ASSIGNMENT = Using the listing below, count every line that contains the word "built"; respond with the count alone.

══════

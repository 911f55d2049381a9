//! Per-class reflection metadata
//!
//! `ClassInfo` is the explicit metadata table the host runtime hands back
//! for one live class: declared members only, plus the superclass and
//! interface names needed for assignability checks. The resolver never
//! walks inherited members.

/// Opaque identity of a classloader inside the target process
///
/// The core never dereferences a loader; it only passes the identity back
/// through the host runtime boundary when resolving type names.
#[derive(Debug, Clone, Copy, PartialEq, Eq, Hash)]
pub struct LoaderId(pub u64);

impl std::fmt::Display for LoaderId {
	fn fmt(&self, f: &mut std::fmt::Formatter<'_>) -> std::fmt::Result {
		write!(f, "loader#{}", self.0)
	}
}

/// Reflection metadata for one loaded class
#[derive(Debug, Clone)]
pub struct ClassInfo {
	/// Fully qualified class name
	pub name: String,
	/// Fully qualified superclass name, absent for root types
	pub superclass: Option<String>,
	/// Fully qualified names of directly implemented interfaces
	pub interfaces: Vec<String>,
	/// Declared methods, in declaration order
	pub methods: Vec<MethodInfo>,
	/// Declared constructors, in declaration order
	pub constructors: Vec<ConstructorInfo>,
	/// Declared fields, in declaration order
	pub fields: Vec<FieldInfo>,
}

/// One declared method
#[derive(Debug, Clone)]
pub struct MethodInfo {
	/// Method name
	pub name: String,
	/// Parameter type names, in order
	pub param_types: Vec<String>,
	/// Return type name (`void` for none)
	pub return_type: String,
	/// Whether the method is static (no receiver at dispatch)
	pub is_static: bool,
}

/// One declared constructor
#[derive(Debug, Clone)]
pub struct ConstructorInfo {
	/// Parameter type names, in order
	pub param_types: Vec<String>,
}

/// One declared field
#[derive(Debug, Clone)]
pub struct FieldInfo {
	/// Field name
	pub name: String,
	/// Field type name
	pub field_type: String,
}

impl ClassInfo {
	/// Create a class with no members, to be filled in by the host runtime
	#[must_use]
	pub fn new(name: impl Into<String>) -> Self {
		Self {
			name: name.into(),
			superclass: None,
			interfaces: Vec::new(),
			methods: Vec::new(),
			constructors: Vec::new(),
			fields: Vec::new(),
		}
	}
}
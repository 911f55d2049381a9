//! Interception core
//!
//! Resolution of loose member descriptions into concrete handles, the
//! process-wide hook registry with its single multiplexing dispatch entry
//! point, and the load-session state every other component reads.

mod bundle;
mod index;
mod registry;
mod resolver;
pub mod session;

pub use bundle::{AfterCallback, BeforeCallback, HookBundle};
pub use index::ClassIndex;
pub use registry::{DispatchStats, HookRegistry};
pub use resolver::Resolver;
pub use session::LoadSession;
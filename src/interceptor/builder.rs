//! Builder for creating interceptors
//!
//! This module contains the `InterceptorBuilder` struct and related
//! functionality for configuring and building interceptors.

use std::sync::Arc;

use crate::interceptor::{HookError, Interceptor, Result};
use crate::runtime::HostRuntime;

/// Configuration for an interceptor
#[derive(Debug, Clone)]
pub struct InterceptorConfig {
	/// Whether to log every dispatched call
	pub trace: bool,
}

impl Default for InterceptorConfig {
	fn default() -> Self {
		Self { trace: false }
	}
}

/// Builder for creating interceptors
///
/// This struct provides a builder pattern for configuring and
/// creating interceptors.
pub struct InterceptorBuilder {
	/// The configuration for the interceptor
	config: InterceptorConfig,
	/// The host runtime performing the actual redirection
	runtime: Option<Arc<dyn HostRuntime>>,
}

impl Default for InterceptorBuilder {
	fn default() -> Self {
		Self::new()
	}
}

impl std::fmt::Debug for InterceptorBuilder {
	fn fmt(&self, f: &mut std::fmt::Formatter<'_>) -> std::fmt::Result {
		f.debug_struct("InterceptorBuilder")
			.field("config", &self.config)
			.field("runtime", &if self.runtime.is_some() { "Some(runtime)" } else { "None" })
			.finish()
	}
}

impl InterceptorBuilder {
	/// Create a new interceptor builder with default settings
	#[must_use]
	pub fn new() -> Self {
		Self {
			config: InterceptorConfig::default(),
			runtime: None,
		}
	}

	/// Enable or disable dispatch tracing
	#[must_use]
	pub const fn trace(mut self, trace: bool) -> Self {
		self.config.trace = trace;
		self
	}

	/// Set the host runtime
	///
	/// Required; the core never performs redirection itself.
	#[must_use]
	pub fn runtime(mut self, runtime: Arc<dyn HostRuntime>) -> Self {
		self.runtime = Some(runtime);
		self
	}

	/// Build the interceptor and publish it as the active instance
	pub fn build(self) -> Result<Arc<Interceptor>> {
		let Some(runtime) = self.runtime else {
			return Err(HookError::Other("no host runtime supplied".to_string()));
		};

		crate::util::init_logging();

		let interceptor = Arc::new(Interceptor::new(self.config, runtime));
		crate::interceptor::set_active(Arc::clone(&interceptor));
		tracing::info!("interceptor built and registered as active");
		Ok(interceptor)
	}
}
//! Shared test fixtures
//!
//! A counting stub host runtime with a small fixed class table standing
//! in for the privileged runtime, plus the fixture identities the test
//! binaries share.

#![allow(dead_code)]

use std::collections::HashMap;
use std::sync::atomic::{AtomicBool, AtomicUsize, Ordering};
use std::sync::{Arc, Mutex, mpsc};

use hookpoint::{
	CallOutcome, ClassInfo, ConstructorInfo, FieldHandle, FieldInfo, HookError, HostRuntime, LoaderId, MethodInfo,
	ResolvedHandle, Thrown, Value,
};

pub const SAMPLE: &str = "com.sample.Sample";
pub const PACKAGE: &str = "com.sample.app";
pub const LOADER: LoaderId = LoaderId(7);

fn method(name: &str, params: &[&str], return_type: &str) -> MethodInfo {
	MethodInfo {
		name: name.to_string(),
		param_types: params.iter().map(ToString::to_string).collect(),
		return_type: return_type.to_string(),
		is_static: false,
	}
}

fn field(name: &str, field_type: &str) -> FieldInfo {
	FieldInfo {
		name: name.to_string(),
		field_type: field_type.to_string(),
	}
}

fn sample_class() -> ClassInfo {
	let mut info = ClassInfo::new(SAMPLE);
	info.superclass = Some("java.lang.Object".to_string());
	info.methods = vec![
		method("compute", &[], "int"),
		method("compute", &["int"], "int"),
		method("compute", &["int", "int"], "int"),
		method("name", &[], "java.lang.String"),
		method("fail", &[], "void"),
		method("makeView", &[], "com.sample.View"),
		method("makeButton", &[], "com.sample.Button"),
	];
	info.constructors = vec![
		ConstructorInfo { param_types: vec![] },
		ConstructorInfo {
			param_types: vec!["int".to_string()],
		},
	];
	info.fields = vec![
		field("label", "java.lang.String"),
		field("count", "int"),
		field("view", "com.sample.View"),
		field("button", "com.sample.Button"),
	];
	info
}

fn plain_class(name: &str, superclass: Option<&str>) -> ClassInfo {
	let mut info = ClassInfo::new(name);
	info.superclass = superclass.map(ToString::to_string);
	info
}

/// Counting stub host runtime over a fixed class table
///
/// The stub original for `compute` doubles a single argument, sums two,
/// and returns 7 for the no-argument overload; `fail` always raises.
pub struct StubRuntime {
	classes: HashMap<String, Arc<ClassInfo>>,
	pub find_class_calls: AtomicUsize,
	pub installs: AtomicUsize,
	pub original_calls: AtomicUsize,
	pub relaxed: Mutex<Vec<String>>,
	pub relaxed_fields: Mutex<Vec<String>>,
	pub last_original_args: Mutex<Vec<Value>>,
	pub fail_install: bool,
}

impl StubRuntime {
	pub fn new() -> Arc<Self> {
		Arc::new(Self::build(false))
	}

	pub fn failing_install() -> Arc<Self> {
		Arc::new(Self::build(true))
	}

	fn build(fail_install: bool) -> Self {
		let mut classes = HashMap::new();
		for info in [
			sample_class(),
			plain_class("java.lang.Object", None),
			plain_class("com.sample.View", Some("java.lang.Object")),
			plain_class("com.sample.Button", Some("com.sample.View")),
		] {
			classes.insert(info.name.clone(), Arc::new(info));
		}
		Self {
			classes,
			find_class_calls: AtomicUsize::new(0),
			installs: AtomicUsize::new(0),
			original_calls: AtomicUsize::new(0),
			relaxed: Mutex::new(Vec::new()),
			relaxed_fields: Mutex::new(Vec::new()),
			last_original_args: Mutex::new(Vec::new()),
			fail_install,
		}
	}

	pub fn install_count(&self) -> usize {
		self.installs.load(Ordering::SeqCst)
	}

	pub fn original_call_count(&self) -> usize {
		self.original_calls.load(Ordering::SeqCst)
	}
}

/// Stub runtime whose installs can be parked inside the host-runtime call
///
/// With the gate closed, `install_intercept` reports on the started
/// channel and then blocks until released, pinning the installing thread
/// at a known point inside the host runtime.
pub struct GatedInstallRuntime {
	pub inner: Arc<StubRuntime>,
	gate: AtomicBool,
	started: Mutex<mpsc::Sender<()>>,
	release: Mutex<mpsc::Receiver<()>>,
}

impl GatedInstallRuntime {
	pub fn new() -> (Arc<Self>, mpsc::Receiver<()>, mpsc::Sender<()>) {
		let (started_tx, started_rx) = mpsc::channel();
		let (release_tx, release_rx) = mpsc::channel();
		let runtime = Arc::new(Self {
			inner: StubRuntime::new(),
			gate: AtomicBool::new(false),
			started: Mutex::new(started_tx),
			release: Mutex::new(release_rx),
		});
		(runtime, started_rx, release_tx)
	}

	/// Make every later install park until released
	pub fn close_gate(&self) {
		self.gate.store(true, Ordering::SeqCst);
	}
}

impl HostRuntime for GatedInstallRuntime {
	fn find_class(&self, loader: LoaderId, name: &str) -> Option<Arc<ClassInfo>> {
		self.inner.find_class(loader, name)
	}

	fn relax_access(&self, handle: &ResolvedHandle) {
		self.inner.relax_access(handle);
	}

	fn relax_access_field(&self, field: &FieldHandle) {
		self.inner.relax_access_field(field);
	}

	fn install_intercept(&self, handle: &ResolvedHandle) -> hookpoint::Result<()> {
		if self.gate.load(Ordering::SeqCst) {
			self.started.lock().unwrap().send(()).unwrap();
			self.release.lock().unwrap().recv().unwrap();
		}
		self.inner.install_intercept(handle)
	}

	fn invoke_original(&self, handle: &ResolvedHandle, receiver: Option<&Value>, args: &[Value]) -> CallOutcome {
		self.inner.invoke_original(handle, receiver, args)
	}
}

impl HostRuntime for StubRuntime {
	fn find_class(&self, _loader: LoaderId, name: &str) -> Option<Arc<ClassInfo>> {
		self.find_class_calls.fetch_add(1, Ordering::SeqCst);
		self.classes.get(name).cloned()
	}

	fn relax_access(&self, handle: &ResolvedHandle) {
		self.relaxed.lock().unwrap().push(handle.to_string());
	}

	fn relax_access_field(&self, field: &FieldHandle) {
		self.relaxed_fields.lock().unwrap().push(field.name.clone());
	}

	fn install_intercept(&self, handle: &ResolvedHandle) -> hookpoint::Result<()> {
		if self.fail_install {
			return Err(HookError::Install {
				handle: handle.to_string(),
				reason: "runtime refused".to_string(),
			});
		}
		self.installs.fetch_add(1, Ordering::SeqCst);
		Ok(())
	}

	fn invoke_original(&self, handle: &ResolvedHandle, _receiver: Option<&Value>, args: &[Value]) -> CallOutcome {
		self.original_calls.fetch_add(1, Ordering::SeqCst);
		*self.last_original_args.lock().unwrap() = args.to_vec();
		match (handle.name.as_str(), args.len()) {
			("compute", 0) => CallOutcome::Return(Value::Int(7)),
			("compute", 1) => CallOutcome::Return(Value::Int(args[0].as_int().unwrap_or(0) * 2)),
			("compute", 2) => {
				let a = args[0].as_int().unwrap_or(0);
				let b = args[1].as_int().unwrap_or(0);
				CallOutcome::Return(Value::Int(a + b))
			},
			("name", _) => CallOutcome::Return(Value::Str("sample".to_string())),
			("fail", _) => CallOutcome::Thrown(Thrown::new("java.lang.IllegalStateException", "original failed")),
			("<init>", _) => CallOutcome::Return(Value::Object {
				class_name: handle.class_name.clone(),
				id: 1,
			}),
			_ => CallOutcome::Return(Value::Null),
		}
	}
}
//! Host runtime boundary
//!
//! The privileged runtime that performs the actual bytecode-level
//! redirection sits behind this trait. The core consumes exactly three
//! capabilities from it (named type resolution, intercept installation
//! and original-body invocation) and never bypasses it for redirection.
//! After a successful [`install_intercept`], the host runtime is expected
//! to route every real call to the member into
//! [`Interceptor::dispatch`](crate::Interceptor::dispatch) and to use the
//! returned [`CallOutcome`] as the call's outcome.
//!
//! [`install_intercept`]: HostRuntime::install_intercept

use std::sync::Arc;

use crate::interceptor::Result;
use crate::invoke::{CallOutcome, Value};
use crate::reflect::{ClassInfo, FieldHandle, LoaderId, ResolvedHandle};

/// Capabilities the core requires from the privileged host runtime
pub trait HostRuntime: Send + Sync {
	/// Resolve a named type via the given classloader
	///
	/// Returns `None` when the loader cannot find the class; the resolver
	/// maps that to [`HookError::ClassResolution`](crate::HookError::ClassResolution)
	/// and propagates it.
	fn find_class(&self, loader: LoaderId, name: &str) -> Option<Arc<ClassInfo>>;

	/// Force accessibility relaxation on a resolved member
	///
	/// Called once per match before the resolver returns it, since the
	/// call site sits outside normal visibility rules.
	fn relax_access(&self, _handle: &ResolvedHandle) {}

	/// Force accessibility relaxation on a resolved field
	fn relax_access_field(&self, _field: &FieldHandle) {}

	/// Install the low-level intercept for a resolved member
	///
	/// The registry guarantees at most one call per handle for the
	/// lifetime of a load session; a failure is surfaced to the
	/// registrant and never retried implicitly.
	fn install_intercept(&self, handle: &ResolvedHandle) -> Result<()>;

	/// Invoke the original, un-intercepted body
	///
	/// `receiver` is absent for constructors and static calls. The
	/// argument sequence is the possibly rewritten one from the before
	/// phase.
	fn invoke_original(&self, handle: &ResolvedHandle, receiver: Option<&Value>, args: &[Value]) -> CallOutcome;
}
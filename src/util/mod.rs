//! Utility modules for hookpoint
//!
//! This module contains utility functions and types used by hookpoint.

pub mod logging;

// Re-export all utility functions
pub use logging::init_logging;
//! Per-class member index
//!
//! Dynamic name-based lookup over a live class is served from an explicit
//! table built exactly once per class per attach: declared methods are
//! indexed by name so repeated registrations against the same class never
//! rescan the full member list.

use std::collections::HashMap;
use std::sync::Arc;

use crate::reflect::{ClassInfo, ConstructorInfo, FieldInfo, MethodInfo};

/// Indexed view over one class's reflection metadata
#[derive(Debug)]
pub struct ClassIndex {
	info: Arc<ClassInfo>,
	// method name -> indices into info.methods, declaration order
	by_name: HashMap<String, Vec<usize>>,
}

impl ClassIndex {
	pub(crate) fn new(info: Arc<ClassInfo>) -> Self {
		let mut by_name: HashMap<String, Vec<usize>> = HashMap::new();
		for (i, method) in info.methods.iter().enumerate() {
			by_name.entry(method.name.clone()).or_default().push(i);
		}
		Self { info, by_name }
	}

	/// The indexed class's metadata
	#[must_use]
	pub fn info(&self) -> &ClassInfo {
		&self.info
	}

	/// Fully qualified name of the indexed class
	#[must_use]
	pub fn name(&self) -> &str {
		&self.info.name
	}

	/// Every declared method with the given name, in declaration order
	pub fn methods_named(&self, name: &str) -> impl Iterator<Item = &MethodInfo> {
		self.by_name
			.get(name)
			.map(Vec::as_slice)
			.unwrap_or_default()
			.iter()
			.map(|&i| &self.info.methods[i])
	}

	/// All declared methods, in declaration order
	#[must_use]
	pub fn methods(&self) -> &[MethodInfo] {
		&self.info.methods
	}

	/// All declared constructors, in declaration order
	#[must_use]
	pub fn constructors(&self) -> &[ConstructorInfo] {
		&self.info.constructors
	}

	/// All declared fields, in declaration order
	#[must_use]
	pub fn fields(&self) -> &[FieldInfo] {
		&self.info.fields
	}
}
//! Connection bootstrap utilities for SQLite.
//!
//! # Responsibility
//! - Open file or in-memory SQLite connections.
//! - Configure connection pragmas required by the scheduling core.
//! - Trigger schema migrations before returning a usable connection.
//!
//! # Invariants
//! - Returned connections have `foreign_keys=ON` (item deletes cascade to tasks).
//! - Returned connections have migrations fully applied.

use super::migrations::apply_migrations;
use super::DbResult;
use log::{error, info};
use rusqlite::Connection;
use std::path::Path;
use std::time::{Duration, Instant};

const BUSY_TIMEOUT: Duration = Duration::from_secs(5);

/// Opens a SQLite database file and applies all pending migrations.
///
/// # Side effects
/// - Performs connection bootstrap and migration checks.
/// - Emits `db_open` logging events with duration and status.
pub fn open_db(path: impl AsRef<Path>) -> DbResult<Connection> {
    open_with("file", || Connection::open(path))
}

/// Opens an in-memory SQLite database and applies all pending migrations.
///
/// # Side effects
/// - Performs connection bootstrap and migration checks.
/// - Emits `db_open` logging events with duration and status.
pub fn open_db_in_memory() -> DbResult<Connection> {
    open_with("memory", Connection::open_in_memory)
}

fn open_with(
    mode: &'static str,
    connect: impl FnOnce() -> rusqlite::Result<Connection>,
) -> DbResult<Connection> {
    let started_at = Instant::now();
    info!("event=db_open module=db status=start mode={mode}");

    let mut conn = match connect() {
        Ok(conn) => conn,
        Err(err) => {
            error!(
                "event=db_open module=db status=error mode={} duration_ms={} error_code=db_open_failed error={}",
                mode,
                started_at.elapsed().as_millis(),
                err
            );
            return Err(err.into());
        }
    };

    match bootstrap_connection(&mut conn) {
        Ok(()) => {
            info!(
                "event=db_open module=db status=ok mode={} duration_ms={}",
                mode,
                started_at.elapsed().as_millis()
            );
            Ok(conn)
        }
        Err(err) => {
            error!(
                "event=db_open module=db status=error mode={} duration_ms={} error_code=db_bootstrap_failed error={}",
                mode,
                started_at.elapsed().as_millis(),
                err
            );
            Err(err)
        }
    }
}

fn bootstrap_connection(conn: &mut Connection) -> DbResult<()> {
    conn.execute_batch("PRAGMA foreign_keys = ON;")?;
    conn.busy_timeout(BUSY_TIMEOUT)?;
    apply_migrations(conn)?;
    Ok(())
}
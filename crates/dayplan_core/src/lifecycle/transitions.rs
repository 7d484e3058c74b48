//! Task lifecycle transitions.
//!
//! # Responsibility
//! - Apply create/commit/uncommit/complete/delete/reorder transitions to an
//!   item and its task.
//! - Close gaps in groups an entity leaves and append it to groups it enters.
//!
//! # Invariants
//! - A row leaving a group is written through before any append query on a
//!   group it might still be counted in.
//! - Final item/task states are persisted by the caller, inside the same
//!   store transaction.

use crate::error::{ScheduleError, ScheduleResult};
use crate::lifecycle::recurrence::spawn_successor;
use crate::lifecycle::AffectedGroups;
use crate::model::item::Item;
use crate::model::item_task::{ItemTask, TaskState};
use crate::ordering::group::GroupKey;
use crate::ordering::position::{close_gap, move_within_group, next_position};
use crate::repo::store::Store;
use chrono::{DateTime, NaiveDate, Utc};

/// Gives a freshly built occurrence its initial position.
///
/// A due date commits the task to that date; otherwise the item enters its
/// backlog group.
pub fn place_new<S: Store>(
    store: &S,
    item: &mut Item,
    task: &mut ItemTask,
    affected: &mut AffectedGroups,
) -> ScheduleResult<()> {
    match task.due_date {
        Some(due) => {
            enter_day(store, task, due, affected)?;
            release_item(store, item, affected)
        }
        None => enter_backlog(store, item, affected),
    }
}

/// Commits `task` to `target`, or returns it to the backlog for `None`.
///
/// Returns `false` without touching anything when the task is already
/// committed to `target`.
pub fn commit_to<S: Store>(
    store: &S,
    item: &mut Item,
    task: &mut ItemTask,
    target: Option<NaiveDate>,
    affected: &mut AffectedGroups,
) -> ScheduleResult<bool> {
    ensure_live(task)?;
    if task.committed_date == target {
        return Ok(false);
    }

    leave_day(store, task, affected)?;

    match target {
        Some(date) => {
            enter_day(store, task, date, affected)?;
            release_item(store, item, affected)?;
        }
        None => {
            task.committed_date = None;
            task.due_date = None;
            task.description = item.description.clone();
            enter_backlog(store, item, affected)?;
        }
    }
    Ok(true)
}

/// Completes `task` and, for recurring items, returns the placed successor.
///
/// The completed task is written through here; the item and the successor
/// are left for the caller to persist.
pub fn complete<S: Store>(
    store: &S,
    item: &mut Item,
    task: &mut ItemTask,
    now: DateTime<Utc>,
    today: NaiveDate,
    affected: &mut AffectedGroups,
) -> ScheduleResult<Option<ItemTask>> {
    ensure_live(task)?;

    leave_day(store, task, affected)?;
    task.completion_date = Some(now);
    store.update_task(task)?;

    if !item.recurring {
        release_item(store, item, affected)?;
        item.completed = true;
        return Ok(None);
    }

    let mut successor = spawn_successor(item, task, today);
    place_new(store, item, &mut successor, affected)?;
    Ok(Some(successor))
}

/// Deletes `item` with its tasks and closes every gap they leave.
pub fn delete_item<S: Store>(
    store: &S,
    item: &Item,
    tasks: &[ItemTask],
    affected: &mut AffectedGroups,
) -> ScheduleResult<()> {
    store.delete_item(item.id)?;

    if let Some(group) = GroupKey::for_item(item) {
        if let Some(shift) = close_gap(group, item.position) {
            store.shift_positions(&shift)?;
            affected.insert(group);
        }
    }

    // Highest first, so each close sees positions not yet shifted by another.
    let mut live_committed: Vec<&ItemTask> = tasks
        .iter()
        .filter(|task| GroupKey::for_task(task).is_some())
        .collect();
    live_committed.sort_by(|a, b| b.position.cmp(&a.position));
    for task in live_committed {
        if let Some(group) = GroupKey::for_task(task) {
            if let Some(shift) = close_gap(group, task.position) {
                store.shift_positions(&shift)?;
            }
            affected.insert(group);
        }
    }
    Ok(())
}

/// Moves `item` to `target` within its backlog group.
pub fn reorder_item<S: Store>(
    store: &S,
    item: &mut Item,
    target: i64,
    affected: &mut AffectedGroups,
) -> ScheduleResult<()> {
    let group = GroupKey::for_item(item).ok_or_else(|| {
        ScheduleError::InvalidState(format!("item {} is completed", item.id))
    })?;
    let current = item.position.ok_or_else(|| {
        ScheduleError::InvalidState(format!(
            "item {} has no backlog position while its task is committed",
            item.id
        ))
    })?;

    move_member(store, group, current, target)?;
    item.position = Some(target);
    affected.insert(group);
    Ok(())
}

/// Moves `task` to `target` within the group of `date`.
pub fn reorder_task<S: Store>(
    store: &S,
    task: &mut ItemTask,
    date: NaiveDate,
    target: i64,
    affected: &mut AffectedGroups,
) -> ScheduleResult<()> {
    let current = match (task.state(), task.position) {
        (TaskState::Committed(committed), Some(position)) if committed == date => position,
        _ => {
            return Err(ScheduleError::InvalidState(format!(
                "item task {} is not a live task committed to {date}",
                task.id
            )));
        }
    };

    let group = GroupKey::Day(date);
    move_member(store, group, current, target)?;
    task.position = Some(target);
    affected.insert(group);
    Ok(())
}

/// Switches the item's `recurring` flag, migrating its backlog position
/// between the two backlog groups when it holds one.
pub fn change_recurring<S: Store>(
    store: &S,
    item: &mut Item,
    recurring: bool,
    affected: &mut AffectedGroups,
) -> ScheduleResult<()> {
    if item.recurring == recurring {
        return Ok(());
    }
    if item.position.is_none() {
        item.recurring = recurring;
        return Ok(());
    }

    release_item(store, item, affected)?;
    item.recurring = recurring;
    enter_backlog(store, item, affected)
}

fn ensure_live(task: &ItemTask) -> ScheduleResult<()> {
    if task.is_completed() {
        return Err(ScheduleError::InvalidState(format!(
            "item task {} is already completed",
            task.id
        )));
    }
    Ok(())
}

fn move_member<S: Store>(store: &S, group: GroupKey, current: i64, target: i64) -> ScheduleResult<()> {
    let size = store.group_positions(group)?.len() as i64;
    if target < 0 || target >= size {
        return Err(ScheduleError::InvalidState(format!(
            "position {target} is outside 0..{size} of group {group}"
        )));
    }
    if let Some(shift) = move_within_group(group, current, target) {
        store.shift_positions(&shift)?;
    }
    Ok(())
}

fn enter_day<S: Store>(
    store: &S,
    task: &mut ItemTask,
    date: NaiveDate,
    affected: &mut AffectedGroups,
) -> ScheduleResult<()> {
    let group = GroupKey::Day(date);
    task.committed_date = Some(date);
    task.position = Some(next_position(store.max_position(group)?));
    affected.insert(group);
    Ok(())
}

fn leave_day<S: Store>(
    store: &S,
    task: &mut ItemTask,
    affected: &mut AffectedGroups,
) -> ScheduleResult<()> {
    if let Some(group) = GroupKey::for_task(task) {
        if let Some(shift) = close_gap(group, task.position) {
            store.shift_positions(&shift)?;
        }
        affected.insert(group);
    }
    task.position = None;
    Ok(())
}

/// Appends the item to its backlog group; a held position is released first,
/// so the item always lands at the end.
fn enter_backlog<S: Store>(
    store: &S,
    item: &mut Item,
    affected: &mut AffectedGroups,
) -> ScheduleResult<()> {
    let group = GroupKey::for_item(item).ok_or_else(|| {
        ScheduleError::InvalidState(format!("item {} is completed", item.id))
    })?;
    release_item(store, item, affected)?;
    item.position = Some(next_position(store.max_position(group)?));
    affected.insert(group);
    Ok(())
}

/// Clears the item's backlog position and closes the gap. The cleared row is
/// persisted first so it no longer counts toward the group's maximum.
fn release_item<S: Store>(
    store: &S,
    item: &mut Item,
    affected: &mut AffectedGroups,
) -> ScheduleResult<()> {
    let Some(position) = item.position else {
        return Ok(());
    };
    item.position = None;

    let Some(group) = GroupKey::for_item(item) else {
        return Ok(());
    };
    store.update_item(item)?;
    if let Some(shift) = close_gap(group, Some(position)) {
        store.shift_positions(&shift)?;
    }
    affected.insert(group);
    Ok(())
}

══════

TASK ANSWER = 3